Jerrold found himself looking at them all the time. He had tried to

persuade himself that what his mother had told him was not true. But he

wasn't sure. Look as he would, he was not sure.

If only his mother hadn't told him, he might have gone on believing in

what she had called their innocence. But she had shown him what to look

for, and for the life of him he couldn't help seeing it at every turn:

in Anne's face, in the way she looked at Colin, the way she spoke to

him; in her kindness to him, her tender, quiet absorption. In the way

Colin's face turned after her as she came and went; in his restlessness

when she was not there; in the peace, the sudden smoothing of his vexed

brows, when having gone she came back again.

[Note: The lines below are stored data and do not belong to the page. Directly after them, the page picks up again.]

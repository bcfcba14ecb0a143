//! LLM-as-judge quality checks run after a translation.
//!
//! Evals never influence the response a caller receives: the agent spawns
//! them once the request is answered and only logs their outcome.

mod conciseness;
mod language_match;

use async_trait::async_trait;
use serde::Serialize;

use crate::{ChatMessage, ChatRequest, LLMProvider, Language};

pub use conciseness::ConcisenessEval;
pub use language_match::LanguageMatchEval;

/// Model used by the judges unless configured otherwise.
pub const DEFAULT_JUDGE_MODEL: &str = "gpt-4o-mini";

/// The part of a request an eval looks at.
#[derive(Debug, Clone)]
pub struct EvalInput {
    pub text: String,
    pub to_language: Language,
}

#[derive(Debug, Clone, PartialEq, Serialize)]
#[serde(tag = "type", rename_all = "lowercase")]
pub enum EvalOutcome {
    /// Pass/fail check
    Binary {
        passed: bool,
        metadata: serde_json::Value,
    },
    /// Graded check in `0.0..=1.0`
    Score {
        score: f64,
        metadata: serde_json::Value,
    },
}

#[async_trait]
pub trait Eval: Send + Sync {
    fn name(&self) -> &'static str;

    async fn evaluate(&self, input: &EvalInput, translation: &str)
    -> anyhow::Result<EvalOutcome>;
}

/// Ask `provider` for a JSON verdict on `prompt`.
async fn judge(
    provider: &dyn LLMProvider,
    model: &str,
    prompt: String,
) -> anyhow::Result<serde_json::Value> {
    let request = ChatRequest {
        model: model.to_string(),
        messages: vec![
            ChatMessage::system("You are a strict evaluator. Respond only with a JSON object."),
            ChatMessage::user(prompt),
        ],
        json_output: true,
    };

    let response = provider.chat(&request).await?;
    let verdict: serde_json::Value = serde_json::from_str(response.content.trim())
        .map_err(|e| anyhow::anyhow!("judge returned invalid JSON: {e}"))?;

    if !verdict.is_object() {
        anyhow::bail!("judge verdict is not a JSON object");
    }
    Ok(verdict)
}
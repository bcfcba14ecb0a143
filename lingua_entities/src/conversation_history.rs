//! One row per conversation holding its bounded translation history.

use sea_orm::entity::prelude::*;
use serde::{Deserialize, Serialize};

#[derive(Clone, Debug, PartialEq, Eq, DeriveEntityModel, Serialize, Deserialize)]
#[sea_orm(table_name = "conversation_history")]
pub struct Model {
    #[sea_orm(primary_key, auto_increment = false)]
    pub conversation_id: String,
    /// JSON array of history entries, oldest first
    #[sea_orm(column_type = "Text")]
    pub entries: String,
    pub translation_count: i64,
    pub created_at: DateTime,
    pub updated_at: DateTime,
}

#[derive(Copy, Clone, Debug, EnumIter, DeriveRelation)]
pub enum Relation {}

impl ActiveModelBehavior for ActiveModel {}
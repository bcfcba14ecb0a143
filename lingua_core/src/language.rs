//! Supported target languages and completion models.

use serde::{Deserialize, Serialize};
use std::fmt;
use std::str::FromStr;

/// Target language of a translation.
#[derive(Debug, Clone, Copy, PartialEq, Eq, Hash, Serialize, Deserialize, Default)]
pub enum Language {
    #[default]
    Spanish,
    French,
    German,
    Chinese,
}

impl Language {
    pub const ALL: [Self; 4] = [Self::Spanish, Self::French, Self::German, Self::Chinese];

    #[must_use]
    pub const fn as_str(self) -> &'static str {
        match self {
            Self::Spanish => "Spanish",
            Self::French => "French",
            Self::German => "German",
            Self::Chinese => "Chinese",
        }
    }
}

impl fmt::Display for Language {
    fn fmt(&self, f: &mut fmt::Formatter<'_>) -> fmt::Result {
        f.write_str(self.as_str())
    }
}

impl FromStr for Language {
    type Err = String;

    fn from_str(s: &str) -> Result<Self, Self::Err> {
        Self::ALL
            .into_iter()
            .find(|lang| lang.as_str().eq_ignore_ascii_case(s.trim()))
            .ok_or_else(|| format!("unsupported language: {s}"))
    }
}

/// Completion model used for translation.
#[derive(Debug, Clone, Copy, PartialEq, Eq, Hash, Serialize, Deserialize, Default)]
pub enum Model {
    #[default]
    #[serde(rename = "gpt-5-nano")]
    Gpt5Nano,
    #[serde(rename = "gpt-5-mini")]
    Gpt5Mini,
    #[serde(rename = "gpt-5")]
    Gpt5,
}

impl Model {
    pub const ALL: [Self; 3] = [Self::Gpt5Nano, Self::Gpt5Mini, Self::Gpt5];

    #[must_use]
    pub const fn as_str(self) -> &'static str {
        match self {
            Self::Gpt5Nano => "gpt-5-nano",
            Self::Gpt5Mini => "gpt-5-mini",
            Self::Gpt5 => "gpt-5",
        }
    }
}

impl fmt::Display for Model {
    fn fmt(&self, f: &mut fmt::Formatter<'_>) -> fmt::Result {
        f.write_str(self.as_str())
    }
}

impl FromStr for Model {
    type Err = String;

    fn from_str(s: &str) -> Result<Self, Self::Err> {
        Self::ALL
            .into_iter()
            .find(|model| model.as_str() == s.trim())
            .ok_or_else(|| format!("unsupported model: {s}"))
    }
}
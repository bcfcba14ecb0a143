//! Database entities.

pub mod conversation_history;
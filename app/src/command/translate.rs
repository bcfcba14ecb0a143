use lingua_config::Config;
use lingua_core::{Language, Model, RequestContext};
use tracing::warn;
use uuid::Uuid;

use super::{build_agent, build_provider, build_store};

#[derive(Debug, Clone)]
pub struct TranslateCliInput {
    pub text: String,
    pub language: Option<Language>,
    pub model: Option<Model>,
    /// Conversation to append to; a new one is started when absent
    pub thread: Option<String>,
}

/// Translates one text and records it in the conversation's history.
#[derive(Debug, Clone, Copy)]
pub struct TranslateStrategy;

impl super::CommandStrategy for TranslateStrategy {
    type Input = TranslateCliInput;

    async fn execute(&self, input: Self::Input) -> anyhow::Result<()> {
        let config = Config::load()?;

        let provider = build_provider(&config)?;
        let store = build_store(&config).await?;
        let agent = build_agent(&config, provider, store)?;

        let thread_id = input.thread.unwrap_or_else(|| Uuid::new_v4().to_string());
        let ctx = RequestContext::new(thread_id);
        let request =
            config
                .translate
                .resolve(None, Some(input.text), input.language, input.model);

        let output = agent.handle(&ctx, request).await?;

        if let Some(error) = &output.history_error {
            warn!("Translation not saved to history: {error}");
        }

        println!("{}", output.translation);
        eprintln!(
            "thread {} · {} tokens · {} ms · {} in history",
            output.thread_id,
            output.tokens,
            output.latency_ms,
            output.history.len()
        );

        agent.drain_evals().await;
        Ok(())
    }
}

Supposing it were true that they-He couldn't bear it to be true; his mind struggled against the truth of

it, but if it _were_ true he didn't blame them. So far from being untrue

or even improbable, it seemed to Jerrold the most likely thing in the

world to have happened. It had happened to so many people since the war

that he couldn't deny its likelihood. There was only one thing that

could have made it impossible--if Anne had cared for him. And what

reason had he to suppose she cared? After six years? After he had told

her he was trying to get away from her? He had got away; and he saw a

sort of dreadful justice in the event that made it useless for him to

come back. If anybody was to blame it was himself. Himself and Queenie,

that horrible girl Colin had married.

When he asked himself whether it was the sort of thing that Anne would

be likely to do he thought: Why not, if she loved him, if she wanted to

make him happy? How could he tell what Anne would or would not do? She

had said long ago that he couldn't, that she might do anything.

They spent the evening talking, by fits and starts, with long silences

in between. They talked about the things that happened before the war,

before Colin's marriage, the things they had done together. They talked

about the farm and Anne's work, about Barker and Curtis and Ballinger,

about Mrs. Sutton who watched them from her house across the road.